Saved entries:
Segment Open

use std::sync::Arc;

use crate::foundation::core::{Affine, Rect, affine_scale_factors, affine_to_cpu};
use crate::foundation::error::{CaptionError, CaptionResult};
use crate::render::blur::blur_shadow_rgba8_premul;
use crate::render::canvas::{Canvas, FontSpec, Paint, StrokeStyle, TextBaseline, TextRun};
use crate::render::fonts::{FontBook, ShapedLine};
use crate::render::raster::Raster;

#[derive(Clone, Copy)]
enum GlyphOp<'a> {
    Fill(&'a Paint),
    Stroke(&'a StrokeStyle),
}

/// [`Canvas`] backed by `vello_cpu` glyph rasterization and `parley` shaping.
///
/// Each draw call is rasterized into a scratch pixmap covering only the pixels the glyphs can
/// reach, then composited source-over onto the surface, so calls stack in the order they are
/// issued.
pub struct CpuCanvas {
    fonts: FontBook,
    target: Raster,
    transform: Affine,
    stack: Vec<Affine>,
    ctx: Option<vello_cpu::RenderContext>,
}

impl std::fmt::Debug for CpuCanvas {
    fn fmt(&self, f: &mut std::fmt::Formatter<'_>) -> std::fmt::Result {
        f.debug_struct("CpuCanvas")
            .field("fonts", &self.fonts)
            .field("size", &self.target.dimensions())
            .field("transform", &self.transform)
            .finish_non_exhaustive()
    }
}

impl CpuCanvas {
    /// Canvas drawing with the fonts in `fonts`.
    pub fn new(fonts: FontBook) -> Self {
        Self {
            fonts,
            target: Raster::new(0, 0),
            transform: Affine::IDENTITY,
            stack: Vec::new(),
            ctx: None,
        }
    }

    /// Registered fonts.
    pub fn fonts(&self) -> &FontBook {
        &self.fonts
    }

    /// Registered fonts, for adding more.
    pub fn fonts_mut(&mut self) -> &mut FontBook {
        &mut self.fonts
    }

    fn surface_size_u16(&self) -> CaptionResult<(u16, u16)> {
        let w: u16 = self
            .target
            .width
            .try_into()
            .map_err(|_| CaptionError::render("canvas width exceeds u16"))?;
        let h: u16 = self
            .target
            .height
            .try_into()
            .map_err(|_| CaptionError::render("canvas height exceeds u16"))?;
        if w == 0 || h == 0 {
            return Err(CaptionError::render("canvas has no surface; call begin first"));
        }
        Ok((w, h))
    }

    fn take_ctx(&mut self, width: u16, height: u16) -> vello_cpu::RenderContext {
        let mut ctx = match self.ctx.take() {
            Some(ctx) if ctx.width() == width && ctx.height() == height => ctx,
            _ => vello_cpu::RenderContext::new(width, height),
        };
        ctx.reset();
        ctx
    }

    /// Rasterize `shaped` into a pixmap spanning its device bounds grown by `pad` pixels.
    ///
    /// Returns the pixmap with its top-left corner on the surface, or `None` when the glyphs
    /// land entirely off-surface.
    fn rasterize(
        &mut self,
        shaped: &ShapedLine,
        offset: (f32, f32),
        transform: Affine,
        op: GlyphOp<'_>,
        pad: f64,
    ) -> CaptionResult<Option<(Raster, i64, i64)>> {
        self.surface_size_u16()?;
        let line = Rect::new(
            f64::from(offset.0),
            f64::from(offset.1),
            f64::from(offset.0) + shaped.width,
            f64::from(offset.1) + shaped.height,
        );
        let Some(region) = device_region(line, transform, pad, self.target.dimensions()) else {
            return Ok(None);
        };
        let (w, h) = (region.width, region.height);
        let mut ctx = self.take_ctx(w, h);
        let local = Affine::translate((-region.x as f64, -region.y as f64)) * transform;
        ctx.set_transform(affine_to_cpu(local));
        match op {
            GlyphOp::Fill(paint) => ctx.set_paint(cpu_paint(paint)?),
            GlyphOp::Stroke(stroke) => {
                ctx.set_stroke(
                    vello_cpu::kurbo::Stroke::new(stroke.width)
                        .with_join(vello_cpu::kurbo::Join::Round),
                );
                ctx.set_paint(stroke.color.to_cpu());
            }
        }

        for run in &shaped.runs {
            let font = self
                .fonts
                .face_data(run.face)
                .ok_or_else(|| CaptionError::render("shaped run refers to an unknown face"))?;
            let glyphs = run.glyphs.iter().map(|&(id, x, y)| vello_cpu::Glyph {
                id,
                x: x + offset.0,
                y: y + offset.1,
            });
            let builder = ctx.glyph_run(font).font_size(run.font_size);
            match op {
                GlyphOp::Fill(_) => builder.fill_glyphs(glyphs),
                GlyphOp::Stroke(_) => builder.stroke_glyphs(glyphs),
            }
        }

        let mut pixmap = vello_cpu::Pixmap::new(w, h);
        ctx.flush();
        ctx.render_to_pixmap(&mut pixmap);
        self.ctx = Some(ctx);

        let layer = Raster::from_premul(
            u32::from(w),
            u32::from(h),
            pixmap.data_as_u8_slice().to_vec(),
        )?;
        Ok(Some((layer, region.x, region.y)))
    }

    fn layout_run(&mut self, run: &TextRun<'_>) -> CaptionResult<(Arc<ShapedLine>, (f32, f32))> {
        let shaped = self.fonts.shape(run.text, run.font)?;
        let top = match run.baseline {
            TextBaseline::Middle => run.origin.y - shaped.height / 2.0,
            TextBaseline::Alphabetic => run.origin.y - shaped.baseline,
        };
        Ok((shaped, (run.origin.x as f32, top as f32)))
    }

    fn draw_shadow(
        &mut self,
        run: &TextRun<'_>,
        shaped: &ShapedLine,
        offset: (f32, f32),
    ) -> CaptionResult<()> {
        let Some(shadow) = run.shadow else {
            return Ok(());
        };
        if shadow.color.a == 0 {
            return Ok(());
        }
        let shifted = Affine::translate((f64::from(shadow.offset_x), f64::from(shadow.offset_y)))
            * self.transform;
        let spread = if shadow.blur.is_finite() && shadow.blur > 0.0 {
            (f64::from(shadow.blur) * 1.5).ceil() + 1.0
        } else {
            0.0
        };
        let pad = glyph_pad(shaped, shifted, 0.0) + spread;
        let Some((layer, x, y)) = self.rasterize(
            shaped,
            offset,
            shifted,
            GlyphOp::Fill(&Paint::Solid(shadow.color)),
            pad,
        )?
        else {
            return Ok(());
        };
        let blurred =
            blur_shadow_rgba8_premul(&layer.data, layer.width, layer.height, shadow.blur)?;
        let blurred = Raster::from_premul(layer.width, layer.height, blurred)?;
        self.target.draw_over(&blurred, x, y);
        Ok(())
    }
}

/// Pixel box on the surface.
#[derive(Clone, Copy, Debug, PartialEq, Eq)]
struct DeviceRegion {
    x: i64,
    y: i64,
    width: u16,
    height: u16,
}

/// Device-space bounds of `rect` under `transform`, grown by `pad` and clipped to `surface`.
fn device_region(
    rect: Rect,
    transform: Affine,
    pad: f64,
    surface: (u32, u32),
) -> Option<DeviceRegion> {
    let bbox = transform.transform_rect_bbox(rect).inflate(pad, pad);
    let x0 = bbox.x0.floor().max(0.0);
    let y0 = bbox.y0.floor().max(0.0);
    let x1 = bbox.x1.ceil().min(f64::from(surface.0));
    let y1 = bbox.y1.ceil().min(f64::from(surface.1));
    if !(x1 > x0 && y1 > y0) {
        return None;
    }
    Some(DeviceRegion {
        x: x0 as i64,
        y: y0 as i64,
        width: (x1 - x0).min(f64::from(u16::MAX)) as u16,
        height: (y1 - y0).min(f64::from(u16::MAX)) as u16,
    })
}

/// Device pixels glyph ink may reach past the line box, stroke included.
fn glyph_pad(shaped: &ShapedLine, transform: Affine, stroke_width: f64) -> f64 {
    let em = shaped
        .runs
        .iter()
        .map(|r| f64::from(r.font_size))
        .fold(0.0, f64::max);
    let (sx, sy) = affine_scale_factors(transform);
    (em * 0.5 + stroke_width) * sx.max(sy) + 2.0
}

impl Canvas for CpuCanvas {
    fn begin(&mut self, width: u32, height: u32) -> CaptionResult<()> {
        if width == 0 || height == 0 || width > u32::from(u16::MAX) || height > u32::from(u16::MAX)
        {
            return Err(CaptionError::validation(format!(
                "canvas size {width}x{height} is outside 1..=65535"
            )));
        }
        self.target = Raster::new(width, height);
        self.transform = Affine::IDENTITY;
        self.stack.clear();
        Ok(())
    }

    fn size(&self) -> (u32, u32) {
        self.target.dimensions()
    }

    fn transform(&self) -> Affine {
        self.transform
    }

    fn set_transform(&mut self, transform: Affine) {
        self.transform = transform;
    }

    fn save(&mut self) {
        self.stack.push(self.transform);
    }

    fn restore(&mut self) {
        if let Some(t) = self.stack.pop() {
            self.transform = t;
        }
    }

    fn measure_text(&mut self, text: &str, font: &FontSpec) -> CaptionResult<f64> {
        if text.is_empty() {
            return Ok(0.0);
        }
        Ok(self.fonts.shape(text, font)?.width)
    }

    fn fill_text(&mut self, run: &TextRun<'_>, paint: &Paint) -> CaptionResult<()> {
        if run.text.is_empty() {
            return Ok(());
        }
        let (shaped, offset) = self.layout_run(run)?;
        self.draw_shadow(run, &shaped, offset)?;
        let pad = glyph_pad(&shaped, self.transform, 0.0);
        if let Some((layer, x, y)) =
            self.rasterize(&shaped, offset, self.transform, GlyphOp::Fill(paint), pad)?
        {
            self.target.draw_over(&layer, x, y);
        }
        Ok(())
    }

    fn stroke_text(&mut self, run: &TextRun<'_>, stroke: &StrokeStyle) -> CaptionResult<()> {
        if run.text.is_empty() || stroke.width <= 0.0 || stroke.color.a == 0 {
            return Ok(());
        }
        let (shaped, offset) = self.layout_run(run)?;
        self.draw_shadow(run, &shaped, offset)?;
        let pad = glyph_pad(&shaped, self.transform, stroke.width);
        if let Some((layer, x, y)) =
            self.rasterize(&shaped, offset, self.transform, GlyphOp::Stroke(stroke), pad)?
        {
            self.target.draw_over(&layer, x, y);
        }
        Ok(())
    }

    fn draw_raster(&mut self, raster: &Raster, x: i64, y: i64) -> CaptionResult<()> {
        raster.validate()?;
        self.target.draw_over(raster, x, y);
        Ok(())
    }

    fn finish(&mut self) -> CaptionResult<Raster> {
        self.target.validate()?;
        let (w, h) = self.target.dimensions();
        self.transform = Affine::IDENTITY;
        self.stack.clear();
        Ok(std::mem::replace(&mut self.target, Raster::new(w, h)))
    }
}

fn cpu_paint(paint: &Paint) -> CaptionResult<vello_cpu::PaintType> {
    use vello_cpu::peniko::Gradient;

    fn stops(stops: &[(f32, crate::Color)]) -> Vec<(f32, vello_cpu::peniko::Color)> {
        stops
            .iter()
            .map(|(pos, c)| (pos.clamp(0.0, 1.0), c.to_cpu()))
            .collect()
    }

    Ok(match paint {
        Paint::Solid(c) => c.to_cpu().into(),
        Paint::LinearGradient { start, end, stops: s } => {
            let stops = stops(s);
            Gradient::new_linear((start.x, start.y), (end.x, end.y))
                .with_stops(stops.as_slice())
                .into()
        }
        Paint::RadialGradient {
            center,
            radius,
            stops: s,
        } => {
            let stops = stops(s);
            Gradient::new_radial((center.x, center.y), *radius as f32)
                .with_stops(stops.as_slice())
                .into()
        }
        Paint::Pattern(raster) => {
            let pixmap = pixmap_from_raster(raster)?;
            vello_cpu::Image {
                image: vello_cpu::ImageSource::Pixmap(Arc::new(pixmap)),
                sampler: vello_cpu::peniko::ImageSampler {
                    x_extend: vello_cpu::peniko::Extend::Repeat,
                    y_extend: vello_cpu::peniko::Extend::Repeat,
                    ..Default::default()
                },
            }
            .into()
        }
    })
}

fn pixmap_from_raster(raster: &Raster) -> CaptionResult<vello_cpu::Pixmap> {
    raster.validate()?;
    let w: u16 = raster
        .width
        .try_into()
        .map_err(|_| CaptionError::render("pattern width exceeds u16"))?;
    let h: u16 = raster
        .height
        .try_into()
        .map_err(|_| CaptionError::render("pattern height exceeds u16"))?;
    let pixels = raster
        .data
        .chunks_exact(4)
        .map(|px| {
            vello_cpu::peniko::color::PremulRgba8::from_u8_array([px[0], px[1], px[2], px[3]])
        })
        .collect();
    Ok(vello_cpu::Pixmap::from_parts_with_opacity(pixels, w, h, true))
}

#[cfg(test)]
#[path = "../../tests/unit/render/cpu.rs"]
mod tests;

Segment Closed

Exercise directions: Scan the records for the string "layer". Copy each line in which it appears.

Answer space:
        let layer = Raster::from_premul(
        Ok(Some((layer, region.x, region.y)))
        let Some((layer, x, y)) = self.rasterize(
            blur_shadow_rgba8_premul(&layer.data, layer.width, layer.height, shadow.blur)?;
        let blurred = Raster::from_premul(layer.width, layer.height, blurred)?;
        if let Some((layer, x, y)) =
            self.target.draw_over(&layer, x, y);
        if let Some((layer, x, y)) =
            self.target.draw_over(&layer, x, y);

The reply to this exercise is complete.